**ASSIGNMENT**
Please state how many lines of the data contain "match". The number by itself is enough.

..........

//! `PharmaCart` storefront - online pharmacy site.
//!
//! This binary serves the storefront on port 3000.
//!
//! # Architecture
//!
//! - Axum web framework with plain form posts
//! - Askama templates for server-side rendering
//! - Session, cart, and order history persisted to a local JSON file
//! - Mock payment gateway with a simulated processing delay

#![cfg_attr(not(test), forbid(unsafe_code))]

use std::sync::Arc;

use pharmacart_storefront::config::StorefrontConfig;
use pharmacart_storefront::state::AppState;
use pharmacart_storefront::storage::FileStorage;
use sentry::integrations::tracing as sentry_tracing;
use tracing_subscriber::{layer::SubscriberExt, util::SubscriberInitExt};

/// Initialize Sentry error tracking and return guard that must be kept alive.
fn init_sentry(config: &StorefrontConfig) -> Option<sentry::ClientInitGuard> {
    let dsn = config.sentry.dsn()?;

    let guard = sentry::init((
        dsn,
        sentry::ClientOptions {
            release: sentry::release_name!(),
            environment: config
                .sentry
                .environment
                .clone()
                .map(std::borrow::Cow::Owned),
            sample_rate: config.sentry.sample_rate,
            attach_stacktrace: true,
            ..Default::default()
        },
    ));

    tracing::info!("Sentry initialized");
    Some(guard)
}

/// Filter tracing events to Sentry event types.
fn sentry_event_filter(metadata: &tracing::Metadata<'_>) -> sentry_tracing::EventFilter {
    match *metadata.level() {
        tracing::Level::ERROR | tracing::Level::WARN => sentry_tracing::EventFilter::Event,
        tracing::Level::INFO | tracing::Level::DEBUG => sentry_tracing::EventFilter::Breadcrumb,
        _ => sentry_tracing::EventFilter::Ignore,
    }
}

#[tokio::main]
async fn main() -> Result<(), Box<dyn std::error::Error>> {
    // Load configuration from environment (needed for Sentry init)
    let config = StorefrontConfig::from_env()?;

    // Initialize Sentry (must be done before tracing subscriber)
    let _sentry_guard = init_sentry(&config);

    // Defaults to info level for our crate if RUST_LOG is not set
    let env_filter = tracing_subscriber::EnvFilter::try_from_default_env()
        .unwrap_or_else(|_| "pharmacart_storefront=info,tower_http=debug".into());

    tracing_subscriber::registry()
        .with(env_filter)
        .with(tracing_subscriber::fmt::layer())
        .with(sentry_tracing::layer().event_filter(sentry_event_filter))
        .init();

    let storage = FileStorage::open(config.storage_path.clone())?;
    tracing::info!(path = %storage.path().display(), "Storage opened");

    let addr = config.socket_addr();
    let state = AppState::new(&config, Arc::new(storage))?;
    let app = pharmacart_storefront::app(state);

    tracing::info!("storefront listening on {}", addr);
    let listener = tokio::net::TcpListener::bind(addr).await?;

    axum::serve(listener, app)
        .with_graceful_shutdown(shutdown_signal())
        .await?;

    Ok(())
}

/// Wait for shutdown signal (Ctrl+C or SIGTERM).
async fn shutdown_signal() {
    let ctrl_c = async {
        if let Err(e) = tokio::signal::ctrl_c().await {
            tracing::error!(error = %e, "Failed to install Ctrl+C handler");
            std::future::pending::<()>().await;
        }
    };

    #[cfg(unix)]
    let terminate = async {
        match tokio::signal::unix::signal(tokio::signal::unix::SignalKind::terminate()) {
            Ok(mut signal) => {
                signal.recv().await;
            }
            Err(e) => {
                tracing::error!(error = %e, "Failed to install signal handler");
                std::future::pending::<()>().await;
            }
        }
    };

    #[cfg(not(unix))]
    let terminate = std::future::pending::<()>();

    tokio::select! {
        () = ctrl_c => {},
        () = terminate => {},
    }

    tracing::info!("Shutdown signal received, starting graceful shutdown");
}
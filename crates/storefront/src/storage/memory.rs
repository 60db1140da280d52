//! In-memory key-value store.

use std::collections::HashMap;
use std::sync::{PoisonError, RwLock};

use pharmacart_core::storage::{KeyValueStore, StorageError};

/// Key-value store that lives only as long as the process.
#[derive(Debug, Default)]
pub struct MemoryStorage {
    entries: RwLock<HashMap<String, String>>,
}

impl MemoryStorage {
    #[must_use]
    pub fn new() -> Self {
        Self::default()
    }

    /// Store pre-seeded with the given entries.
    #[must_use]
    pub fn with_entries<'a>(entries: impl IntoIterator<Item = (&'a str, &'a str)>) -> Self {
        let entries = entries
            .into_iter()
            .map(|(k, v)| (k.to_string(), v.to_string()))
            .collect();
        Self {
            entries: RwLock::new(entries),
        }
    }
}

impl KeyValueStore for MemoryStorage {
    fn get(&self, key: &str) -> Option<String> {
        self.entries
            .read()
            .unwrap_or_else(PoisonError::into_inner)
            .get(key)
            .cloned()
    }

    fn set(&self, key: &str, value: &str) -> Result<(), StorageError> {
        self.entries
            .write()
            .unwrap_or_else(PoisonError::into_inner)
            .insert(key.to_string(), value.to_string());
        Ok(())
    }

    fn delete(&self, key: &str) -> Result<(), StorageError> {
        self.entries
            .write()
            .unwrap_or_else(PoisonError::into_inner)
            .remove(key);
        Ok(())
    }
}
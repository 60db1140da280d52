//! Email address type.

use core::fmt;

use serde::{Deserialize, Serialize};

/// Errors that can occur when parsing an [`Email`].
#[derive(thiserror::Error, Debug, Clone, PartialEq, Eq)]
pub enum EmailError {
    /// The input string is empty (after trimming).
    #[error("email cannot be empty")]
    Empty,
    /// The input string is too long.
    #[error("email must be at most {max} characters")]
    TooLong {
        /// Maximum allowed length.
        max: usize,
    },
    /// The input does not contain exactly one @ symbol.
    #[error("email must contain exactly one @ symbol")]
    InvalidAtSymbol,
    /// The local part (before @) is empty.
    #[error("email local part cannot be empty")]
    EmptyLocalPart,
    /// The domain part (after @) is empty.
    #[error("email domain cannot be empty")]
    EmptyDomain,
    /// The address contains whitespace.
    #[error("email cannot contain whitespace")]
    ContainsWhitespace,
}

/// An email address as typed into a storefront form.
///
/// Surrounding whitespace is trimmed. The address must be a single
/// `local@domain` pair with no embedded whitespace, which is what a browser
/// accepts for an `<input type="email">`.
///
/// ## Examples
///
/// ```
/// use pharmacart_core::Email;
///
/// assert!(Email::parse("demo@example.com").is_ok());
/// assert!(Email::parse("  shopper+rx@pharmacy.co.in ").is_ok());
///
/// assert!(Email::parse("").is_err());
/// assert!(Email::parse("no-at-symbol").is_err());
/// assert!(Email::parse("a@b@c").is_err());
/// assert!(Email::parse("two words@example.com").is_err());
/// ```
#[derive(Debug, Clone, Serialize, Deserialize, PartialEq, Eq, Hash)]
#[serde(transparent)]
pub struct Email(String);

impl Email {
    /// Maximum length of an email address (RFC 5321).
    pub const MAX_LENGTH: usize = 254;

    /// Parse an `Email` from user input.
    ///
    /// # Errors
    ///
    /// Returns an [`EmailError`] describing the first rule the input breaks.
    pub fn parse(s: &str) -> Result<Self, EmailError> {
        let s = s.trim();
        if s.is_empty() {
            return Err(EmailError::Empty);
        }

        if s.len() > Self::MAX_LENGTH {
            return Err(EmailError::TooLong {
                max: Self::MAX_LENGTH,
            });
        }

        if s.chars().any(char::is_whitespace) {
            return Err(EmailError::ContainsWhitespace);
        }

        let (local, domain) = s.split_once('@').ok_or(EmailError::InvalidAtSymbol)?;
        if domain.contains('@') {
            return Err(EmailError::InvalidAtSymbol);
        }
        if local.is_empty() {
            return Err(EmailError::EmptyLocalPart);
        }
        if domain.is_empty() {
            return Err(EmailError::EmptyDomain);
        }

        Ok(Self(s.to_owned()))
    }

    /// Returns the email address as a string slice.
    #[must_use]
    pub fn as_str(&self) -> &str {
        &self.0
    }

    /// Returns the domain part of the email (after the @).
    #[must_use]
    pub fn domain(&self) -> &str {
        self.0.split_once('@').map_or("", |(_, domain)| domain)
    }
}

impl fmt::Display for Email {
    fn fmt(&self, f: &mut fmt::Formatter<'_>) -> fmt::Result {
        f.write_str(&self.0)
    }
}

impl std::str::FromStr for Email {
    type Err = EmailError;

    fn from_str(s: &str) -> Result<Self, Self::Err> {
        Self::parse(s)
    }
}

impl AsRef<str> for Email {
    fn as_ref(&self) -> &str {
        &self.0
    }
}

..........

**WORKED SOLUTION**
2